Wahrscheinlich zunächst nicht. Am Tag vor Kriegsbeginn Ende Februar lag der bundesweite Tagesdurchschnitt laut ADAC bei 1,78 Euro für einen Liter Super E10 und 1,75 Euro für Diesel. Die jüngsten Durchschnittspreise lagen deutlich darüber: Am Donnerstag kostete E10 im Schnitt 2,103 Euro, Diesel 2,200 Euro je Liter.
Damit reicht der Rabatt allein nicht aus, um wieder auf das frühere Niveau zu kommen. Besonders bei Diesel ist es eher unwahrscheinlich, dass der Tagesdurchschnitt unter 2 Euro fällt – selbst wenn die Steuererleichterung rasch und vollständig weitergegeben wird. An einzelnen Tankstellen kann es allerdings kurzfristig anders aussehen, vor allem am späten Vormittag, wenn Kraftstoff oft am günstigsten ist.

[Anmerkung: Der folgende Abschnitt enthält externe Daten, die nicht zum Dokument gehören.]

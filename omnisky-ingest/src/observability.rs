//! Status snapshot and event log
//!
//! `Observability` is created once per process and shared by `Arc`. It owns
//! two files below the observability directory:
//!
//! - `status.json`: latest pipeline status, rewritten atomically (temp file +
//!   rename) on every update so readers never see a torn file
//! - `event_log.jsonl`: one JSON object per line, append-only, tailable
//!
//! Each file has its own lock. Write failures are logged and never propagate
//! into the pipeline.

use crate::daemon::DaemonState;
use crate::error::IngestResult;
use omnisky_common::time::now_rfc3339;
use serde::{Deserialize, Serialize};
use serde_json::{Map, Value};
use std::io::{Read, Seek, SeekFrom};
use std::path::{Path, PathBuf};
use tokio::io::AsyncWriteExt;
use tokio::sync::{broadcast, Mutex};

/// Capacity of the in-process event broadcast
const EVENT_CHANNEL_CAPACITY: usize = 256;

/// Block size for the backwards scan of the event log
const TAIL_BLOCK_BYTES: u64 = 8 * 1024;

/// Pipeline stage last reported
#[derive(Debug, Clone, Copy, Default, PartialEq, Eq, Serialize, Deserialize)]
#[serde(rename_all = "SCREAMING_SNAKE_CASE")]
pub enum Stage {
    #[default]
    Idle,
    Discovery,
    Download,
    Analyze,
    Persist,
}

/// Items waiting in each stage queue
#[derive(Debug, Clone, Copy, Default, PartialEq, Eq, Serialize, Deserialize)]
pub struct QueueDepths {
    pub download: usize,
    pub analyze: usize,
    pub persist: usize,
}

impl QueueDepths {
    pub fn total(&self) -> usize {
        self.download + self.analyze + self.persist
    }
}

/// Artifact most recently picked up by a stage
#[derive(Debug, Clone, Default, PartialEq, Eq, Serialize, Deserialize)]
pub struct CurrentItem {
    pub artifact_id: Option<i64>,
    pub url: Option<String>,
}

#[derive(Debug, Clone, Copy, Default, PartialEq, Serialize, Deserialize)]
pub struct ResourceMetrics {
    pub cpu: f64,
    pub ram: f64,
}

#[derive(Debug, Clone, Default, PartialEq, Serialize, Deserialize)]
pub struct DaemonStatus {
    pub state: DaemonState,
    pub reason: String,
}

/// Contents of `status.json`
#[derive(Debug, Clone, PartialEq, Serialize, Deserialize)]
pub struct PipelineStatus {
    pub stage: Stage,
    pub queues: QueueDepths,
    pub current: CurrentItem,
    pub metrics: ResourceMetrics,
    pub daemon: DaemonStatus,
    pub updated_at: String,
}

impl Default for PipelineStatus {
    fn default() -> Self {
        Self {
            stage: Stage::Idle,
            queues: QueueDepths::default(),
            current: CurrentItem::default(),
            metrics: ResourceMetrics::default(),
            daemon: DaemonStatus::default(),
            updated_at: now_rfc3339(),
        }
    }
}

/// Partial status change; `None` fields keep their current value
#[derive(Debug, Clone, Default, PartialEq)]
pub struct StatusUpdate {
    pub stage: Option<Stage>,
    pub queues: Option<QueueDepths>,
    pub current: Option<CurrentItem>,
    pub metrics: Option<ResourceMetrics>,
    pub daemon: Option<DaemonStatus>,
}

impl StatusUpdate {
    pub fn stage(stage: Stage) -> Self {
        Self {
            stage: Some(stage),
            ..Default::default()
        }
    }

    pub fn with_queues(mut self, queues: QueueDepths) -> Self {
        self.queues = Some(queues);
        self
    }

    pub fn with_current(mut self, artifact_id: Option<i64>, url: Option<String>) -> Self {
        self.current = Some(CurrentItem { artifact_id, url });
        self
    }

    pub fn with_metrics(mut self, cpu: f64, ram: f64) -> Self {
        self.metrics = Some(ResourceMetrics { cpu, ram });
        self
    }

    pub fn with_daemon(mut self, state: DaemonState, reason: impl Into<String>) -> Self {
        self.daemon = Some(DaemonStatus {
            state,
            reason: reason.into(),
        });
        self
    }

    fn apply_to(self, status: &mut PipelineStatus) {
        if let Some(stage) = self.stage {
            status.stage = stage;
        }
        if let Some(queues) = self.queues {
            status.queues = queues;
        }
        if let Some(current) = self.current {
            status.current = current;
        }
        if let Some(metrics) = self.metrics {
            status.metrics = metrics;
        }
        if let Some(daemon) = self.daemon {
            status.daemon = daemon;
        }
    }
}

/// One line of `event_log.jsonl`
#[derive(Debug, Clone, PartialEq, Serialize, Deserialize)]
pub struct LoggedEvent {
    pub ts: String,
    pub event: String,
    #[serde(flatten)]
    pub fields: Map<String, Value>,
}

/// Status snapshot, event log and event broadcast of one process
pub struct Observability {
    status_path: PathBuf,
    log_path: PathBuf,
    status: Mutex<PipelineStatus>,
    log_lock: Mutex<()>,
    events_tx: broadcast::Sender<LoggedEvent>,
}

impl Observability {
    /// Observability writing `status.json` and `event_log.jsonl` in `obs_dir`
    pub fn new(obs_dir: &Path) -> Self {
        Self::with_paths(obs_dir.join("status.json"), obs_dir.join("event_log.jsonl"))
    }

    pub fn with_paths(status_path: PathBuf, log_path: PathBuf) -> Self {
        let (events_tx, _) = broadcast::channel(EVENT_CHANNEL_CAPACITY);
        Self {
            status_path,
            log_path,
            status: Mutex::new(PipelineStatus::default()),
            log_lock: Mutex::new(()),
            events_tx,
        }
    }

    pub fn status_path(&self) -> &Path {
        &self.status_path
    }

    pub fn log_path(&self) -> &Path {
        &self.log_path
    }

    /// Merge `update` into the snapshot and rewrite `status.json`
    pub async fn update(&self, update: StatusUpdate) {
        let mut status = self.status.lock().await;
        update.apply_to(&mut status);
        status.updated_at = now_rfc3339();

        if let Err(e) = write_status_file(&self.status_path, &status).await {
            tracing::warn!(path = %self.status_path.display(), error = %e, "Failed to write status file");
        }
    }

    pub async fn snapshot(&self) -> PipelineStatus {
        self.status.lock().await.clone()
    }

    /// Append `{ts, event, ...fields}` to the event log and broadcast it
    ///
    /// `fields` should be a JSON object; any other value is stored under
    /// `"value"`.
    pub async fn log_event(&self, event_type: &str, fields: Value) {
        let fields = match fields {
            Value::Object(map) => map,
            Value::Null => Map::new(),
            other => {
                let mut map = Map::new();
                map.insert("value".to_string(), other);
                map
            }
        };

        let record = LoggedEvent {
            ts: now_rfc3339(),
            event: event_type.to_string(),
            fields,
        };

        {
            let _guard = self.log_lock.lock().await;
            if let Err(e) = append_record(&self.log_path, &record).await {
                tracing::warn!(path = %self.log_path.display(), error = %e, "Failed to append event log");
            }
        }

        // No subscribers is not an error
        let _ = self.events_tx.send(record);
    }

    /// Last `n` logged events, newest first
    pub async fn recent_events(&self, n: usize) -> IngestResult<Vec<LoggedEvent>> {
        let _guard = self.log_lock.lock().await;
        read_recent_events(&self.log_path, n).await
    }

    /// Events logged from now on
    pub fn subscribe(&self) -> broadcast::Receiver<LoggedEvent> {
        self.events_tx.subscribe()
    }
}

async fn write_status_file(path: &Path, status: &PipelineStatus) -> IngestResult<()> {
    let json = serde_json::to_vec_pretty(status).map_err(|e| {
        omnisky_common::Error::Internal(format!("Failed to serialize status: {}", e))
    })?;

    if let Some(parent) = path.parent() {
        tokio::fs::create_dir_all(parent).await?;
    }

    let tmp_path = path.with_extension("json.tmp");
    tokio::fs::write(&tmp_path, json).await?;
    tokio::fs::rename(&tmp_path, path).await?;
    Ok(())
}

async fn append_record(path: &Path, record: &LoggedEvent) -> IngestResult<()> {
    let mut line = serde_json::to_string(record).map_err(|e| {
        omnisky_common::Error::Internal(format!("Failed to serialize event: {}", e))
    })?;
    line.push('\n');

    if let Some(parent) = path.parent() {
        tokio::fs::create_dir_all(parent).await?;
    }

    let mut file = tokio::fs::OpenOptions::new()
        .create(true)
        .append(true)
        .open(path)
        .await?;
    // One write per record keeps concurrent tailers from seeing half a line
    file.write_all(line.as_bytes()).await?;
    file.flush().await?;
    Ok(())
}

/// Read the status file written by a (possibly other) process
pub async fn read_status_file(path: &Path) -> IngestResult<Option<PipelineStatus>> {
    let content = match tokio::fs::read(path).await {
        Ok(content) => content,
        Err(e) if e.kind() == std::io::ErrorKind::NotFound => return Ok(None),
        Err(e) => return Err(e.into()),
    };

    let status = serde_json::from_slice(&content).map_err(|e| {
        omnisky_common::Error::InvalidInput(format!("Malformed {}: {}", path.display(), e))
    })?;
    Ok(Some(status))
}

/// Last `n` records of the event log at `path`, newest first
///
/// Scans backwards from the end of the file in fixed blocks, parsing lines as
/// they complete, and stops once `n` records are collected; older parts of
/// the file are never read. Malformed lines are skipped and do not count.
pub async fn read_recent_events(path: &Path, n: usize) -> IngestResult<Vec<LoggedEvent>> {
    if n == 0 {
        return Ok(Vec::new());
    }

    let path = path.to_path_buf();
    let events = tokio::task::spawn_blocking(move || tail_events(&path, n))
        .await
        .map_err(|e| omnisky_common::Error::Internal(format!("Event log reader panicked: {}", e)))??;
    Ok(events)
}

fn tail_events(path: &Path, n: usize) -> std::io::Result<Vec<LoggedEvent>> {
    let mut file = match std::fs::File::open(path) {
        Ok(file) => file,
        Err(e) if e.kind() == std::io::ErrorKind::NotFound => return Ok(Vec::new()),
        Err(e) => return Err(e),
    };

    let mut pos = file.metadata()?.len();
    // Bytes before the earliest newline seen so far; possibly a cut line
    let mut partial: Vec<u8> = Vec::new();
    let mut events = Vec::with_capacity(n.min(1024));

    while pos > 0 && events.len() < n {
        let block = TAIL_BLOCK_BYTES.min(pos);
        pos -= block;

        let mut chunk = vec![0u8; block as usize];
        file.seek(SeekFrom::Start(pos))?;
        file.read_exact(&mut chunk)?;
        chunk.extend_from_slice(&partial);

        if pos == 0 {
            partial.clear();
            push_newest(&chunk, n, &mut events);
            break;
        }

        match chunk.iter().position(|&b| b == b'\n') {
            Some(first_newline) => {
                push_newest(&chunk[first_newline + 1..], n, &mut events);
                chunk.truncate(first_newline);
                partial = chunk;
            }
            None => partial = chunk,
        }
    }

    Ok(events)
}

/// Parse whole lines in `bytes` from last to first until `events` holds `n`
fn push_newest(bytes: &[u8], n: usize, events: &mut Vec<LoggedEvent>) {
    for raw in bytes.split(|&b| b == b'\n').rev() {
        if events.len() >= n {
            return;
        }
        let line = String::from_utf8_lossy(raw);
        let line = line.trim();
        if line.is_empty() {
            continue;
        }
        match serde_json::from_str::<LoggedEvent>(line) {
            Ok(event) => events.push(event),
            Err(e) => tracing::debug!(error = %e, "Skipping malformed event log line"),
        }
    }
}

Drohen Schlangen oder Engpässe?
Weil der Rabatt nur für Kraftstoff gilt, der nach Mitternacht ausgeliefert wird, ist es für Tankstellen attraktiv, mit möglichst geringen Lagerbeständen in den Mai zu starten. Viele Autofahrer dürften außerdem ihre Tanks kurz vor dem Stichtag nicht mehr vollständig füllen und in den ersten Maitagen verstärkt tanken.
Da Lieferungen am Feiertag und am folgenden Wochenende erschwert sein können, hatte der Tankstellenverband bft vor möglichen Engpässen gewarnt. Der Verband en2x sprach von einer logistischen Herausforderung.
Beim ADAC ist man gelassener. Experte Laberer rechnet zum Start des Tankrabatts nicht mit größeren Versorgungsproblemen. Einzelne Tankstellen könnten sich zwar verkalkulieren, ein flächendeckendes Problem sei aber nicht zu erwarten. Schließlich liege es auch im Interesse der Betreiber und Mineralölunternehmen, ausreichend Sprit verfügbar zu haben.
Was kostet der Tankrabatt – und wer trägt die Kosten?
Dem Staat entgehen durch die niedrigeren Energiesteuern nach Schätzungen rund 1,6 Milliarden Euro. Damit fällt die Maßnahme deutlich günstiger aus als der Tankrabatt von 2022. Damals galt die Entlastung drei Monate lang, zudem war die Senkung bei Benzin mit insgesamt 35,2 Cent pro Liter deutlich höher.
Wie viel spart ein durchschnittlicher Autofahrer?
Nach Angaben des Kraftfahrt-Bundesamts fährt ein durchschnittlicher Diesel-Pkw im Jahr etwa 17.000 Kilometer. Bei einem typischen Verbrauch von 7 Litern auf 100 Kilometer ergibt sich in den zwei Monaten des Rabatts eine rechnerische Ersparnis von rund 33 Euro – vorausgesetzt, die Entlastung kommt vollständig an.
Bei Benzinern liegt die durchschnittliche Jahresfahrleistung bei etwa 9.500 Kilometern. Bei einem Verbrauch von 8 Litern pro 100 Kilometer wären in zwei Monaten gut 21 Euro Ersparnis möglich. Je nach Fahrweise, Fahrzeug und tatsächlicher Strecke können die Werte jedoch deutlich abweichen.